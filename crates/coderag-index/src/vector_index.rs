//! Brute-force L2 nearest-neighbor index with a compact binary file format.
//!
//! Layout (little-endian): magic `CRFL`, `u32` version, `u32` dimension,
//! `u64` vector count, then `count * dimension` `f32` values in position order.
//! [`crate::store::CorpusStore`] stages this file together with the chunk list.

use std::path::Path;

use crate::error::{IndexError, Result};

const MAGIC: &[u8; 4] = b"CRFL";
const FORMAT_VERSION: u32 = 1;
const HEADER_LEN: usize = 4 + 4 + 4 + 8;

/// One search result: index position and squared L2 distance.
#[derive(Debug, Clone, Copy, PartialEq)]
pub struct Neighbor {
    pub position: usize,
    pub distance: f32,
}

/// Flat vector index. Position `i` always holds the `i`-th vector given to `build`.
#[derive(Debug, Clone, PartialEq)]
pub struct FlatL2Index {
    dimension: usize,
    data: Vec<f32>,
}

impl FlatL2Index {
    /// Build a fresh index containing exactly `vectors`, in order.
    ///
    /// # Errors
    ///
    /// Returns `DimensionMismatch` if the vectors differ in length.
    pub fn build(vectors: &[Vec<f32>]) -> Result<Self> {
        let dimension = vectors.first().map_or(0, Vec::len);
        let mut data = Vec::with_capacity(dimension * vectors.len());

        for vector in vectors {
            if vector.len() != dimension {
                return Err(IndexError::DimensionMismatch {
                    expected: dimension,
                    actual: vector.len(),
                });
            }
            data.extend_from_slice(vector);
        }

        Ok(Self { dimension, data })
    }

    #[must_use]
    pub fn dimension(&self) -> usize {
        self.dimension
    }

    /// Number of stored vectors.
    #[must_use]
    pub fn len(&self) -> usize {
        if self.dimension == 0 {
            0
        } else {
            self.data.len() / self.dimension
        }
    }

    #[must_use]
    pub fn is_empty(&self) -> bool {
        self.len() == 0
    }

    /// Up to `k` nearest vectors by ascending distance; ties keep position order.
    ///
    /// # Errors
    ///
    /// Returns `EmptyIndex` when the index holds no vectors, `InvalidQuery`
    /// for `k == 0`, and `DimensionMismatch` for a query of the wrong length.
    pub fn search(&self, query: &[f32], k: usize) -> Result<Vec<Neighbor>> {
        if self.is_empty() {
            return Err(IndexError::EmptyIndex);
        }
        if k == 0 {
            return Err(IndexError::InvalidQuery("k must be positive".into()));
        }
        if query.len() != self.dimension {
            return Err(IndexError::DimensionMismatch {
                expected: self.dimension,
                actual: query.len(),
            });
        }

        let mut neighbors: Vec<Neighbor> = self
            .data
            .chunks_exact(self.dimension)
            .enumerate()
            .map(|(position, vector)| Neighbor {
                position,
                distance: squared_l2(query, vector),
            })
            .collect();

        neighbors.sort_by(|a, b| {
            a.distance
                .total_cmp(&b.distance)
                .then(a.position.cmp(&b.position))
        });
        neighbors.truncate(k);
        Ok(neighbors)
    }

    /// Encode into the on-disk binary form.
    #[must_use]
    pub fn to_bytes(&self) -> Vec<u8> {
        let mut buffer = Vec::with_capacity(HEADER_LEN + self.data.len() * 4);
        buffer.extend_from_slice(MAGIC);
        buffer.extend_from_slice(&FORMAT_VERSION.to_le_bytes());
        #[allow(clippy::cast_possible_truncation)]
        buffer.extend_from_slice(&(self.dimension as u32).to_le_bytes());
        buffer.extend_from_slice(&(self.len() as u64).to_le_bytes());
        for value in &self.data {
            buffer.extend_from_slice(&value.to_le_bytes());
        }
        buffer
    }

    /// Decode an index previously produced by [`Self::to_bytes`].
    ///
    /// # Errors
    ///
    /// Returns `Format` if the header or payload is malformed.
    pub fn from_bytes(bytes: &[u8]) -> Result<Self> {
        if bytes.len() < HEADER_LEN {
            return Err(IndexError::Format("file too short".into()));
        }
        if &bytes[0..4] != MAGIC {
            return Err(IndexError::Format("invalid magic".into()));
        }

        let version = read_u32(&bytes[4..8]);
        if version != FORMAT_VERSION {
            return Err(IndexError::Format(format!(
                "unsupported format version {version}"
            )));
        }

        let dimension = usize::try_from(read_u32(&bytes[8..12]))
            .map_err(|e| IndexError::Format(e.to_string()))?;
        let count = usize::try_from(read_u64(&bytes[12..20]))
            .map_err(|e| IndexError::Format(e.to_string()))?;

        let values = dimension
            .checked_mul(count)
            .ok_or_else(|| IndexError::Format("vector count overflow".into()))?;
        let payload_len = values
            .checked_mul(4)
            .ok_or_else(|| IndexError::Format("vector count overflow".into()))?;
        let payload = &bytes[HEADER_LEN..];
        if payload.len() != payload_len {
            return Err(IndexError::Format(format!(
                "expected {values} values, found {} bytes",
                payload.len()
            )));
        }
        if dimension == 0 && count > 0 {
            return Err(IndexError::Format("zero dimension with vectors".into()));
        }

        let data = payload
            .chunks_exact(4)
            .map(|b| f32::from_le_bytes([b[0], b[1], b[2], b[3]]))
            .collect();

        Ok(Self { dimension, data })
    }

    /// Write the encoded index to `path`.
    ///
    /// # Errors
    ///
    /// Returns an error if the file cannot be written.
    pub async fn persist(&self, path: &Path) -> Result<()> {
        tokio::fs::write(path, self.to_bytes()).await?;
        Ok(())
    }

    /// Read an index from `path`.
    ///
    /// # Errors
    ///
    /// Returns an error if the file cannot be read or decoded.
    pub async fn restore(path: &Path) -> Result<Self> {
        let bytes = tokio::fs::read(path).await?;
        Self::from_bytes(&bytes)
    }
}

fn squared_l2(a: &[f32], b: &[f32]) -> f32 {
    a.iter()
        .zip(b)
        .map(|(x, y)| {
            let d = x - y;
            d * d
        })
        .sum()
}

fn read_u32(bytes: &[u8]) -> u32 {
    let mut buf = [0u8; 4];
    buf.copy_from_slice(bytes);
    u32::from_le_bytes(buf)
}

fn read_u64(bytes: &[u8]) -> u64 {
    let mut buf = [0u8; 8];
    buf.copy_from_slice(bytes);
    u64::from_le_bytes(buf)
}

########################################

## Task instructions
Using the records given above, list every line that includes the word "then".

## Solution
//! `u64` vector count, then `count * dimension` `f32` values in position order.
                .then(a.position.cmp(&b.position))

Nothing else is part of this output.